**ABOUT THIS TASK:**
From the entries, copy out every line in which the word "message" is found.

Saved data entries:

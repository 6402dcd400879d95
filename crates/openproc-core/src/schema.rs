//! Declarative input/output schemas and a pure recursive validator.
//!
//! [`Schema`] is a closed set of variants covering the JSON shapes a route
//! can declare. Validation walks the schema (not the input), so issues come
//! out in declaration order, and returns a cleaned copy of the input with
//! unknown object keys stripped.
//!
//! # Example
//!
//! ```
//! use openproc_core::schema::{Schema, PathSegment};
//! use serde_json::json;
//!
//! let schema = Schema::object()
//!     .field("id", Schema::integer())
//!     .field("name", Schema::string().min_length(1))
//!     .optional("nickname", Schema::string());
//!
//! let clean = schema.validate(&json!({"id": 1, "name": "a", "extra": true})).unwrap();
//! assert_eq!(clean, json!({"id": 1, "name": "a"}));
//!
//! let issues = schema.validate(&json!({"id": 1})).unwrap_err();
//! assert_eq!(issues[0].path, vec![PathSegment::Key("name".into())]);
//! assert_eq!(issues[0].message, "Required");
//! ```

use std::fmt;

use indexmap::IndexMap;
use regex::Regex;
use serde::{Deserialize, Serialize};
use serde_json::{Map, Value};

/// One step in the location of a validation issue.
#[derive(Debug, Clone, PartialEq, Eq, Hash, Serialize, Deserialize)]
#[serde(untagged)]
pub enum PathSegment {
    /// Object key.
    Key(String),
    /// Array index.
    Index(usize),
}

impl From<&str> for PathSegment {
    fn from(key: &str) -> Self {
        Self::Key(key.to_string())
    }
}

impl From<usize> for PathSegment {
    fn from(index: usize) -> Self {
        Self::Index(index)
    }
}

/// One structured complaint about one input field.
#[derive(Debug, Clone, PartialEq, Eq, Serialize, Deserialize)]
pub struct Issue {
    /// Location of the offending value; empty for the root.
    pub path: Vec<PathSegment>,
    /// Human-readable description.
    pub message: String,
}

impl Issue {
    /// Creates an issue at `path`.
    #[must_use]
    pub fn new(path: Vec<PathSegment>, message: impl Into<String>) -> Self {
        Self {
            path,
            message: message.into(),
        }
    }
}

impl fmt::Display for Issue {
    fn fmt(&self, f: &mut fmt::Formatter<'_>) -> fmt::Result {
        if self.path.is_empty() {
            return write!(f, "{}", self.message);
        }
        let path = self
            .path
            .iter()
            .map(|segment| match segment {
                PathSegment::Key(key) => key.clone(),
                PathSegment::Index(index) => index.to_string(),
            })
            .collect::<Vec<_>>()
            .join(".");
        write!(f, "{path}: {}", self.message)
    }
}

/// A compiled regular expression that round-trips through serde as its
/// source string.
#[derive(Debug, Clone)]
pub struct Pattern(Regex);

impl Pattern {
    /// Compiles a pattern.
    ///
    /// # Errors
    ///
    /// Returns the regex compile error for invalid patterns.
    pub fn new(pattern: &str) -> Result<Self, regex::Error> {
        Regex::new(pattern).map(Self)
    }

    /// Returns the pattern source.
    #[must_use]
    pub fn as_str(&self) -> &str {
        self.0.as_str()
    }

    fn is_match(&self, s: &str) -> bool {
        self.0.is_match(s)
    }
}

impl PartialEq for Pattern {
    fn eq(&self, other: &Self) -> bool {
        self.as_str() == other.as_str()
    }
}

impl Serialize for Pattern {
    fn serialize<S: serde::Serializer>(&self, serializer: S) -> Result<S::Ok, S::Error> {
        serializer.serialize_str(self.as_str())
    }
}

impl<'de> Deserialize<'de> for Pattern {
    fn deserialize<D: serde::Deserializer<'de>>(deserializer: D) -> Result<Self, D::Error> {
        let source = String::deserialize(deserializer)?;
        Self::new(&source).map_err(serde::de::Error::custom)
    }
}

/// Well-known string formats.
#[derive(Debug, Clone, Copy, PartialEq, Eq, Serialize, Deserialize)]
#[serde(rename_all = "kebab-case")]
pub enum StringFormat {
    /// `local@domain.tld`
    Email,
    /// RFC 4122 UUID.
    Uuid,
    /// RFC 3339 timestamp.
    DateTime,
    /// Absolute URI with a scheme.
    Uri,
}

impl StringFormat {
    fn accepts(self, s: &str) -> bool {
        match self {
            Self::Email => is_email(s),
            Self::Uuid => uuid::Uuid::parse_str(s).is_ok(),
            Self::DateTime => chrono::DateTime::parse_from_rfc3339(s).is_ok(),
            Self::Uri => s
                .parse::<http::Uri>()
                .map(|uri| uri.scheme().is_some())
                .unwrap_or(false),
        }
    }

    /// Returns the OpenAPI format name.
    #[must_use]
    pub const fn as_str(self) -> &'static str {
        match self {
            Self::Email => "email",
            Self::Uuid => "uuid",
            Self::DateTime => "date-time",
            Self::Uri => "uri",
        }
    }
}

fn is_email(s: &str) -> bool {
    if s.chars().any(char::is_whitespace) {
        return false;
    }
    let Some((local, domain)) = s.split_once('@') else {
        return false;
    };
    !local.is_empty()
        && !domain.contains('@')
        && domain.contains('.')
        && !domain.starts_with('.')
        && !domain.ends_with('.')
}

/// An object property: its schema and whether it must be present.
#[derive(Debug, Clone, PartialEq, Serialize, Deserialize)]
pub struct Property {
    /// Property schema.
    pub schema: Schema,
    /// Whether the key must be present.
    #[serde(default = "default_true")]
    pub required: bool,
}

fn default_true() -> bool {
    true
}

/// A declared JSON shape.
#[derive(Debug, Clone, PartialEq, Serialize, Deserialize)]
#[serde(tag = "type", rename_all = "snake_case")]
pub enum Schema {
    /// String type.
    String {
        /// Minimum length in characters.
        #[serde(default, skip_serializing_if = "Option::is_none")]
        min_length: Option<usize>,
        /// Maximum length in characters.
        #[serde(default, skip_serializing_if = "Option::is_none")]
        max_length: Option<usize>,
        /// Regex the value must match.
        #[serde(default, skip_serializing_if = "Option::is_none")]
        pattern: Option<Pattern>,
        /// Well-known format.
        #[serde(default, skip_serializing_if = "Option::is_none")]
        format: Option<StringFormat>,
    },
    /// Integer type.
    Integer {
        /// Inclusive minimum.
        #[serde(default, skip_serializing_if = "Option::is_none")]
        minimum: Option<i64>,
        /// Inclusive maximum.
        #[serde(default, skip_serializing_if = "Option::is_none")]
        maximum: Option<i64>,
    },
    /// Number (float) type.
    Number {
        /// Inclusive minimum.
        #[serde(default, skip_serializing_if = "Option::is_none")]
        minimum: Option<f64>,
        /// Inclusive maximum.
        #[serde(default, skip_serializing_if = "Option::is_none")]
        maximum: Option<f64>,
    },
    /// Boolean type.
    Boolean,
    /// One of a fixed set of values.
    Enum {
        /// Allowed values.
        values: Vec<Value>,
    },
    /// Array type.
    Array {
        /// Schema for array items.
        items: Box<Schema>,
        /// Minimum number of items.
        #[serde(default, skip_serializing_if = "Option::is_none")]
        min_items: Option<usize>,
        /// Maximum number of items.
        #[serde(default, skip_serializing_if = "Option::is_none")]
        max_items: Option<usize>,
    },
    /// Object type with ordered properties.
    Object {
        /// Properties in declaration order.
        #[serde(default)]
        properties: IndexMap<String, Property>,
        /// Keep keys not listed in `properties`.
        #[serde(default)]
        additional_properties: bool,
    },
    /// The inner schema, or `null`.
    Nullable {
        /// Schema for non-null values.
        inner: Box<Schema>,
    },
    /// Accepts anything.
    Any,
}
//! Radix tree node implementation.
//!
//! Each node owns one template segment. Children are split by kind so that
//! matching can try them in priority order: literal, then parameter, then
//! catch-all. Parameter names are not part of the tree; they live on the
//! [`RouteEntry`](crate::RouteEntry) so that two methods on the same path
//! may name their parameters differently.

use crate::method_router::MethodRouter;
use crate::template::Segment;

/// Kind of segment a node represents.
#[derive(Debug, Clone, Copy, PartialEq, Eq)]
pub enum SegmentKind {
    /// Literal path segment (e.g., "users").
    Static,
    /// Single-segment parameter.
    Param,
    /// Trailing catch-all.
    CatchAll,
}

/// A node in the radix tree.
#[derive(Debug, Clone)]
pub struct Node {
    /// Literal text for static nodes, empty otherwise.
    pub segment: String,

    /// The kind of segment.
    pub kind: SegmentKind,

    /// Routes terminating at this node.
    pub methods: MethodRouter,

    /// Static children, sorted by segment for binary search.
    pub static_children: Vec<Node>,

    /// Parameter child (at most one per node).
    pub param_child: Option<Box<Node>>,

    /// Catch-all child (at most one per node, always a leaf).
    pub catch_all_child: Option<Box<Node>>,
}

impl Node {
    fn new(segment: impl Into<String>, kind: SegmentKind) -> Self {
        Self {
            segment: segment.into(),
            kind,
            methods: MethodRouter::new(),
            static_children: Vec::new(),
            param_child: None,
            catch_all_child: None,
        }
    }

    /// Creates a root node for the tree.
    #[must_use]
    pub fn root() -> Self {
        Self::new("", SegmentKind::Static)
    }

    /// Walks (creating as needed) the node for a compiled template and
    /// returns it.
    pub fn node_for(&mut self, segments: &[Segment]) -> &mut Node {
        let Some((first, rest)) = segments.split_first() else {
            return self;
        };

        let child = match first {
            Segment::Literal(lit) => {
                let index = match self
                    .static_children
                    .binary_search_by(|c| c.segment.as_str().cmp(lit))
                {
                    Ok(i) => i,
                    Err(i) => {
                        self.static_children
                            .insert(i, Node::new(lit.as_str(), SegmentKind::Static));
                        i
                    }
                };
                &mut self.static_children[index]
            }
            Segment::Param(_) => self
                .param_child
                .get_or_insert_with(|| Box::new(Node::new("", SegmentKind::Param))),
            Segment::CatchAll(_) => self
                .catch_all_child
                .get_or_insert_with(|| Box::new(Node::new("", SegmentKind::CatchAll))),
        };

        child.node_for(rest)
    }

    /// Matches decoded path segments against the tree.
    ///
    /// `accept` decides whether a terminal node is usable, which lets the
    /// caller keep searching when a better-ranked path exists only for other
    /// methods. Captured values are pushed to `captures` in template order and
    /// truncated again whenever a branch is abandoned.
    pub fn match_segments<'a, F>(
        &'a self,
        segments: &[String],
        captures: &mut Vec<String>,
        accept: &F,
    ) -> Option<&'a MethodRouter>
    where
        F: Fn(&MethodRouter) -> bool,
    {
        let Some((first, rest)) = segments.split_first() else {
            return accept(&self.methods).then_some(&self.methods);
        };

        if let Some(child) = self.find_static_child(first) {
            if let Some(found) = child.match_segments(rest, captures, accept) {
                return Some(found);
            }
        }

        if let Some(child) = &self.param_child {
            let mark = captures.len();
            captures.push(first.clone());
            if let Some(found) = child.match_segments(rest, captures, accept) {
                return Some(found);
            }
            captures.truncate(mark);
        }

        if let Some(child) = &self.catch_all_child {
            if accept(&child.methods) {
                captures.push(segments.join("/"));
                return Some(&child.methods);
            }
        }

        None
    }

    /// Finds a static child by segment using binary search.
    fn find_static_child(&self, segment: &str) -> Option<&Node> {
        self.static_children
            .binary_search_by(|c| c.segment.as_str().cmp(segment))
            .ok()
            .map(|i| &self.static_children[i])
    }
}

**ANSWER SECTION:**
//! assert_eq!(issues[0].message, "Required");
    pub message: String,
    pub fn new(path: Vec<PathSegment>, message: impl Into<String>) -> Self {
            message: message.into(),
            return write!(f, "{}", self.message);
        write!(f, "{path}: {}", self.message)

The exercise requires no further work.